**What you should do:** From the records below, please return each line that holds the word "calibrate".

Content starts

use std::sync::Arc;
use std::thread;

use super::*;
use crate::calibration::{
    calibrate, CalibrationSettings, GroundTruth, IncidentId, ResolvedOutcome,
};
use crate::engine::AnswerSet;

fn registry() -> ConfigurationRegistry {
    ConfigurationRegistry::new(EngineConfig::embedded_default().expect("default config"))
}

fn question_weight(config: &EngineConfig, id: &str) -> f64 {
    config
        .question(&QuestionId::from(id))
        .map(|question| question.weight)
        .expect("question present")
}

fn ransomware_proposal(registry: &ConfigurationRegistry) -> CalibrationProposal {
    let active = registry.active();
    let answers = AnswerSet::new().with("q_ransomware", "yes");
    let result = active.engine().evaluate(&answers).expect("valid answers");
    let history: Vec<ResolvedOutcome> = (0..6)
        .map(|index| ResolvedOutcome {
            incident_id: IncidentId(format!("inc-{index}")),
            answers: answers.clone(),
            result: result.clone(),
            resolution: Some(GroundTruth::TruePositive),
        })
        .collect();
    calibrate(
        active.config(),
        active.version,
        &history,
        &CalibrationSettings::default(),
    )
    .expect("calibration runs")
}

#[test]
fn starts_with_single_active_version() {
    let registry = registry();

    assert_eq!(registry.active().version, 1);
    assert_eq!(registry.status(1), Some(VersionStatus::Active));
    assert_eq!(registry.status(2), None);
    assert_eq!(registry.versions().len(), 1);
    assert!(registry.weight_history().is_empty());
}

#[test]
fn calibration_draft_does_not_touch_active_until_applied() {
    let registry = registry();
    let draft = registry.submit_calibration(ransomware_proposal(&registry));

    assert_eq!(draft.state, DraftState::Pending);
    assert_eq!(draft.origin, DraftOrigin::Calibration);
    assert_eq!(draft.changes.len(), 2);
    assert_eq!(question_weight(registry.active().config(), "q_ransomware"), 2.0);

    let activated = registry.apply(&draft.id).expect("draft applies");

    assert_eq!(activated.version, 2);
    assert_eq!(registry.active().version, 2);
    assert_eq!(question_weight(registry.active().config(), "q_ransomware"), 2.05);
    assert_eq!(registry.status(1), Some(VersionStatus::Archived));
    assert_eq!(registry.status(2), Some(VersionStatus::Active));
    assert_eq!(
        registry.draft(&draft.id).expect("draft kept").state,
        DraftState::Applied { version: 2 }
    );
}

#[test]
fn archived_versions_remain_available_for_rescoring() {
    let registry = registry();
    let draft = registry.submit_calibration(ransomware_proposal(&registry));
    registry.apply(&draft.id).expect("draft applies");

    let answers = AnswerSet::new().with("q_persistence", "yes");
    let pinned = registry.version(1).expect("version 1 retained");
    let result = pinned.engine().evaluate(&answers).expect("valid answers");

    assert_eq!(result.config_version, 1);
    assert_eq!(question_weight(pinned.config(), "q_ransomware"), 2.0);
    let view = registry.view(1).expect("view available");
    assert_eq!(view.status, VersionStatus::Archived);
}

#[test]
fn applying_records_weight_history() {
    let registry = registry();
    let draft = registry.submit_calibration(ransomware_proposal(&registry));
    registry.apply(&draft.id).expect("draft applies");

    let history = registry.weight_history();

    assert_eq!(history.len(), 2);
    assert!(history.iter().all(|entry| entry.version == 2 && entry.draft_id == draft.id));
    let ransomware = history
        .iter()
        .find(|entry| {
            entry.target
                == ChangeTarget::QuestionWeight {
                    question: QuestionId::from("q_ransomware"),
                }
        })
        .expect("question change logged");
    assert_eq!(ransomware.old, 2.0);
    assert_eq!(ransomware.new, 2.05);
    assert!(ransomware.reason.starts_with("calibration"));
}

#[test]
fn stale_draft_is_refused() {
    let registry = registry();
    let first = registry.submit_calibration(ransomware_proposal(&registry));
    let second = registry
        .propose_edits(
            &[ConfigEdit::ModuleWeight {
                module: ModuleId::from("impact"),
                weight: 2.5,
            }],
            Some("raise impact"),
        )
        .expect("edit drafted");

    registry.apply(&first.id).expect("first applies");
    let error = registry.apply(&second.id).expect_err("second is stale");

    assert!(matches!(
        error,
        RegistryError::StaleProposal {
            base_version: 1,
            active_version: 2,
            ..
        }
    ));
    assert_eq!(registry.active().version, 2);
}

#[test]
fn rejected_draft_cannot_be_applied() {
    let registry = registry();
    let draft = registry.submit_calibration(ransomware_proposal(&registry));

    let rejected = registry.reject(&draft.id).expect("draft rejected");
    assert_eq!(rejected.state, DraftState::Rejected);

    let error = registry.apply(&draft.id).expect_err("closed draft");
    assert!(matches!(
        error,
        RegistryError::DraftClosed {
            state: DraftState::Rejected,
            ..
        }
    ));
    assert_eq!(registry.active().version, 1);
}

#[test]
fn unknown_draft_is_reported() {
    let registry = registry();
    let error = registry
        .apply(&DraftId("draft-999999".to_string()))
        .expect_err("unknown draft");
    assert!(matches!(error, RegistryError::UnknownDraft(_)));
}

#[test]
fn manual_threshold_edit_changes_classification() {
    let registry = registry();
    let draft = registry
        .propose_edits(
            &[ConfigEdit::Threshold {
                level: SeverityLevel::Suspicious,
                min: 30.0,
            }],
            None,
        )
        .expect("edit drafted");

    assert_eq!(draft.changes[0].old, 41.0);
    assert_eq!(draft.changes[0].reason, "manual edit");
    registry.apply(&draft.id).expect("draft applies");

    let active = registry.active();
    assert_eq!(active.engine().classify(35.0), SeverityLevel::Suspicious);
}

#[test]
fn out_of_bounds_edit_is_rejected_as_configuration_error() {
    let registry = registry();
    let error = registry
        .propose_edits(
            &[ConfigEdit::QuestionWeight {
                question: QuestionId::from("q_ransomware"),
                weight: 7.5,
            }],
            None,
        )
        .expect_err("weight outside bounds");

    match error {
        RegistryError::Configuration(error) => assert!(!error.violations().is_empty()),
        other => panic!("unexpected error: {other}"),
    }
    assert!(registry.drafts().is_empty());
}

#[test]
fn edits_must_name_known_targets() {
    let registry = registry();
    let error = registry
        .propose_edits(
            &[ConfigEdit::ModuleWeight {
                module: ModuleId::from("physical"),
                weight: 1.0,
            }],
            None,
        )
        .expect_err("unknown module");
    assert!(matches!(error, RegistryError::UnknownEditTarget(_)));

    let error = registry.propose_edits(&[], None).expect_err("empty edit");
    assert!(matches!(error, RegistryError::EmptyEdit));
}

#[test]
fn concurrent_evaluations_see_one_consistent_version() {
    let registry = Arc::new(registry());
    let answers = AnswerSet::new().with("q_ransomware", "no").with("q_persistence", "yes");

    let readers: Vec<_> = (0..4)
        .map(|_| {
            let registry = Arc::clone(&registry);
            let answers = answers.clone();
            thread::spawn(move || {
                (0..200)
                    .map(|_| {
                        let snapshot = registry.active();
                        let result = snapshot.engine().evaluate(&answers).expect("valid answers");
                        (snapshot.version, result.raw_score)
                    })
                    .collect::<Vec<_>>()
            })
        })
        .collect();

    let draft = registry
        .propose_edits(
            &[ConfigEdit::ModuleWeight {
                module: ModuleId::from("malware"),
                weight: 2.0,
            }],
            None,
        )
        .expect("edit drafted");
    registry.apply(&draft.id).expect("draft applies");

    for reader in readers {
        for (version, raw_score) in reader.join().expect("reader thread") {
            let expected = if version == 1 { 15.0 * 1.5 } else { 15.0 * 2.0 };
            assert_eq!(raw_score, expected);
        }
    }
}

#[test]
fn closed_drafts_release_their_configuration() {
    let registry = registry();
    let applied = registry.submit_calibration(ransomware_proposal(&registry));
    let rejected = registry
        .propose_edits(
            &[ConfigEdit::ModuleWeight {
                module: ModuleId::from("impact"),
                weight: 2.5,
            }],
            None,
        )
        .expect("edit drafted");
    assert!(registry.draft(&applied.id).expect("pending").config().is_some());

    registry.apply(&applied.id).expect("draft applies");
    registry.reject(&rejected.id).expect("draft rejected");

    for id in [&applied.id, &rejected.id] {
        let draft = registry.draft(id).expect("draft kept for audit");
        assert!(draft.config().is_none());
        assert!(!draft.changes.is_empty());
    }
    assert_eq!(question_weight(registry.active().config(), "q_ransomware"), 2.05);
}
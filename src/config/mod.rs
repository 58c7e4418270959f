pub mod schema;
pub mod storage;
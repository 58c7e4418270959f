use tracing_appender::rolling;
use tracing_subscriber::fmt;
use tracing_subscriber::prelude::*;
use tracing_subscriber::{reload, EnvFilter, Registry};

/// Уровень по умолчанию, пока конфиг еще не прочитан.
const BOOT_LEVEL: &str = "info";

/// Позволяет сменить уровень логирования после загрузки конфига.
pub struct LogLevelHandle {
    filter: reload::Handle<EnvFilter, Registry>,
    from_env: bool,
}

impl LogLevelHandle {
    /// Применяет `log_level` из конфига. RUST_LOG имеет приоритет и не перекрывается.
    pub fn set_level(&self, level: &str) {
        if self.from_env {
            return;
        }
        match EnvFilter::try_new(level) {
            Ok(filter) => {
                if let Err(e) = self.filter.reload(filter) {
                    tracing::warn!(error = %e, "failed to apply log level");
                }
            }
            Err(e) => tracing::warn!(level = %level, error = %e, "invalid log level in config, keeping current"),
        }
    }
}

/// Инициализирует систему логирования.
///
/// Вызывается до загрузки конфига, чтобы сообщения о его чтении и
/// восстановлении попадали в лог. Файл с ротацией по дням, плюс stderr
/// в debug-сборке (stdout занят путями артефактов).
pub fn init_logging() -> LogLevelHandle {
    let log_dir = dirs::data_local_dir()
        .unwrap_or_else(|| std::path::PathBuf::from("."))
        .join("audiosteg")
        .join("logs");

    let file_appender = rolling::daily(&log_dir, "audiosteg.log");
    let (non_blocking, guard) = tracing_appender::non_blocking(file_appender);

    // Фоновый writer нужен до конца команды, guard не освобождаем.
    std::mem::forget(guard);

    let (env_filter, from_env) = match EnvFilter::try_from_default_env() {
        Ok(filter) => (filter, true),
        Err(_) => (EnvFilter::new(BOOT_LEVEL), false),
    };
    let (filter_layer, filter) = reload::Layer::new(env_filter);

    let file_layer = fmt::layer()
        .with_writer(non_blocking)
        .with_ansi(false)
        .with_target(true);

    let registry = tracing_subscriber::registry()
        .with(filter_layer)
        .with(file_layer);

    #[cfg(debug_assertions)]
    {
        let stderr_layer = fmt::layer()
            .with_writer(std::io::stderr)
            .with_target(true);
        registry.with(stderr_layer).init();
    }

    #[cfg(not(debug_assertions))]
    {
        registry.init();
    }

    LogLevelHandle { filter, from_env }
}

Content ends

**Task response:**
    calibrate, CalibrationSettings, GroundTruth, IncidentId, ResolvedOutcome,
    calibrate(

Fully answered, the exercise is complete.